### GIVEN DATA
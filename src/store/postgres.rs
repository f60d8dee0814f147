//! PostgreSQL Account Store
//!
//! Wallet rows live in the `wallets` table. Locking reads use
//! `SELECT ... FOR UPDATE`, so row locks are held by the database until the
//! transaction commits or rolls back.

use std::time::Duration;

use async_trait::async_trait;
use sqlx::{PgPool, Postgres, Transaction};

use crate::domain::Wallet;

use super::{AccountStore, StoreError, StoreTransaction};

const WALLET_COLUMNS: &str = "id, address, balance, version, created_at, updated_at";

/// `SET LOCAL lock_timeout` for `timeout`, in whole milliseconds.
///
/// SET does not take bind parameters. Zero would disable the bound, so
/// anything under a millisecond rounds up to one.
fn lock_timeout_statement(timeout: Duration) -> String {
    format!("SET LOCAL lock_timeout = {}", timeout.as_millis().max(1))
}

/// Account store backed by a PostgreSQL pool
#[derive(Debug, Clone)]
pub struct PgAccountStore {
    pool: PgPool,
    lock_timeout: Option<Duration>,
}

impl PgAccountStore {
    /// Create a new store over a database pool
    pub fn new(pool: PgPool) -> Self {
        Self {
            pool,
            lock_timeout: None,
        }
    }

    /// Bound every row-lock wait with `SET LOCAL lock_timeout`.
    ///
    /// A wait that exceeds it fails the transfer with a store error
    /// (see [`StoreError::is_lock_timeout`]).
    pub fn with_lock_timeout(mut self, timeout: Duration) -> Self {
        self.lock_timeout = Some(timeout);
        self
    }

    pub fn pool(&self) -> &PgPool {
        &self.pool
    }
}

#[async_trait]
impl AccountStore for PgAccountStore {
    type Transaction = PgStoreTransaction;

    async fn begin(&self) -> Result<PgStoreTransaction, StoreError> {
        let mut tx = self.pool.begin().await?;

        if let Some(timeout) = self.lock_timeout {
            sqlx::query(&lock_timeout_statement(timeout))
                .execute(&mut *tx)
                .await?;
        }

        Ok(PgStoreTransaction { tx })
    }

    async fn find_by_address(&self, address: &str) -> Result<Option<Wallet>, StoreError> {
        let query = format!("SELECT {WALLET_COLUMNS} FROM wallets WHERE address = $1");
        let wallet = sqlx::query_as::<_, Wallet>(&query)
            .bind(address)
            .fetch_optional(&self.pool)
            .await?;

        Ok(wallet)
    }

    async fn insert_if_absent(&self, wallet: &Wallet) -> Result<bool, StoreError> {
        let result = sqlx::query(
            r#"
            INSERT INTO wallets (id, address, balance, version, created_at, updated_at)
            VALUES ($1, $2, $3, $4, $5, $6)
            ON CONFLICT (address) DO NOTHING
            "#,
        )
        .bind(wallet.id)
        .bind(&wallet.address)
        .bind(wallet.balance)
        .bind(wallet.version)
        .bind(wallet.created_at)
        .bind(wallet.updated_at)
        .execute(&self.pool)
        .await?;

        Ok(result.rows_affected() == 1)
    }
}

/// An open PostgreSQL transaction.
///
/// sqlx rolls the transaction back when it is dropped uncommitted.
pub struct PgStoreTransaction {
    tx: Transaction<'static, Postgres>,
}

#[async_trait]
impl StoreTransaction for PgStoreTransaction {
    async fn lock_by_address(&mut self, address: &str) -> Result<Option<Wallet>, StoreError> {
        let query = format!("SELECT {WALLET_COLUMNS} FROM wallets WHERE address = $1 FOR UPDATE");
        let wallet = sqlx::query_as::<_, Wallet>(&query)
            .bind(address)
            .fetch_optional(&mut *self.tx)
            .await?;

        Ok(wallet)
    }

    async fn update_balance(
        &mut self,
        wallet: &Wallet,
        balance: i64,
    ) -> Result<Wallet, StoreError> {
        let query = format!(
            r#"
            UPDATE wallets
            SET balance = $2, version = version + 1, updated_at = NOW()
            WHERE id = $1
            RETURNING {WALLET_COLUMNS}
            "#
        );
        let updated = sqlx::query_as::<_, Wallet>(&query)
            .bind(wallet.id)
            .bind(balance)
            .fetch_optional(&mut *self.tx)
            .await?;

        updated.ok_or_else(|| StoreError::RowMissing(wallet.address.clone()))
    }

    async fn commit(self) -> Result<(), StoreError> {
        self.tx.commit().await?;
        Ok(())
    }

    async fn rollback(self) -> Result<(), StoreError> {
        self.tx.rollback().await?;
        Ok(())
    }
}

### EXERCISE DIRECTIONS
Reproduce every entry, word for word.

### RESPONSE
filename src/store/postgres.rs
repository f60d8dee0814f147
//! PostgreSQL Account Store
//!
//! Wallet rows live in the `wallets` table. Locking reads use
//! `SELECT ... FOR UPDATE`, so row locks are held by the database until the
//! transaction commits or rolls back.

use std::time::Duration;

use async_trait::async_trait;
use sqlx::{PgPool, Postgres, Transaction};

use crate::domain::Wallet;

use super::{AccountStore, StoreError, StoreTransaction};

const WALLET_COLUMNS: &str = "id, address, balance, version, created_at, updated_at";

/// `SET LOCAL lock_timeout` for `timeout`, in whole milliseconds.
///
/// SET does not take bind parameters. Zero would disable the bound, so
/// anything under a millisecond rounds up to one.
fn lock_timeout_statement(timeout: Duration) -> String {
    format!("SET LOCAL lock_timeout = {}", timeout.as_millis().max(1))
}

/// Account store backed by a PostgreSQL pool
#[derive(Debug, Clone)]
pub struct PgAccountStore {
    pool: PgPool,
    lock_timeout: Option<Duration>,
}

impl PgAccountStore {
    /// Create a new store over a database pool
    pub fn new(pool: PgPool) -> Self {
        Self {
            pool,
            lock_timeout: None,
        }
    }

    /// Bound every row-lock wait with `SET LOCAL lock_timeout`.
    ///
    /// A wait that exceeds it fails the transfer with a store error
    /// (see [`StoreError::is_lock_timeout`]).
    pub fn with_lock_timeout(mut self, timeout: Duration) -> Self {
        self.lock_timeout = Some(timeout);
        self
    }

    pub fn pool(&self) -> &PgPool {
        &self.pool
    }
}

#[async_trait]
impl AccountStore for PgAccountStore {
    type Transaction = PgStoreTransaction;

    async fn begin(&self) -> Result<PgStoreTransaction, StoreError> {
        let mut tx = self.pool.begin().await?;

        if let Some(timeout) = self.lock_timeout {
            sqlx::query(&lock_timeout_statement(timeout))
                .execute(&mut *tx)
                .await?;
        }

        Ok(PgStoreTransaction { tx })
    }

    async fn find_by_address(&self, address: &str) -> Result<Option<Wallet>, StoreError> {
        let query = format!("SELECT {WALLET_COLUMNS} FROM wallets WHERE address = $1");
        let wallet = sqlx::query_as::<_, Wallet>(&query)
            .bind(address)
            .fetch_optional(&self.pool)
            .await?;

        Ok(wallet)
    }

    async fn insert_if_absent(&self, wallet: &Wallet) -> Result<bool, StoreError> {
        let result = sqlx::query(
            r#"
            INSERT INTO wallets (id, address, balance, version, created_at, updated_at)
            VALUES ($1, $2, $3, $4, $5, $6)
            ON CONFLICT (address) DO NOTHING
            "#,
        )
        .bind(wallet.id)
        .bind(&wallet.address)
        .bind(wallet.balance)
        .bind(wallet.version)
        .bind(wallet.created_at)
        .bind(wallet.updated_at)
        .execute(&self.pool)
        .await?;

        Ok(result.rows_affected() == 1)
    }
}

/// An open PostgreSQL transaction.
///
/// sqlx rolls the transaction back when it is dropped uncommitted.
pub struct PgStoreTransaction {
    tx: Transaction<'static, Postgres>,
}

#[async_trait]
impl StoreTransaction for PgStoreTransaction {
    async fn lock_by_address(&mut self, address: &str) -> Result<Option<Wallet>, StoreError> {
        let query = format!("SELECT {WALLET_COLUMNS} FROM wallets WHERE address = $1 FOR UPDATE");
        let wallet = sqlx::query_as::<_, Wallet>(&query)
            .bind(address)
            .fetch_optional(&mut *self.tx)
            .await?;

        Ok(wallet)
    }

    async fn update_balance(
        &mut self,
        wallet: &Wallet,
        balance: i64,
    ) -> Result<Wallet, StoreError> {
        let query = format!(
            r#"
            UPDATE wallets
            SET balance = $2, version = version + 1, updated_at = NOW()
            WHERE id = $1
            RETURNING {WALLET_COLUMNS}
            "#
        );
        let updated = sqlx::query_as::<_, Wallet>(&query)
            .bind(wallet.id)
            .bind(balance)
            .fetch_optional(&mut *self.tx)
            .await?;

        updated.ok_or_else(|| StoreError::RowMissing(wallet.address.clone()))
    }

    async fn commit(self) -> Result<(), StoreError> {
        self.tx.commit().await?;
        Ok(())
    }

    async fn rollback(self) -> Result<(), StoreError> {
        self.tx.rollback().await?;
        Ok(())
    }
}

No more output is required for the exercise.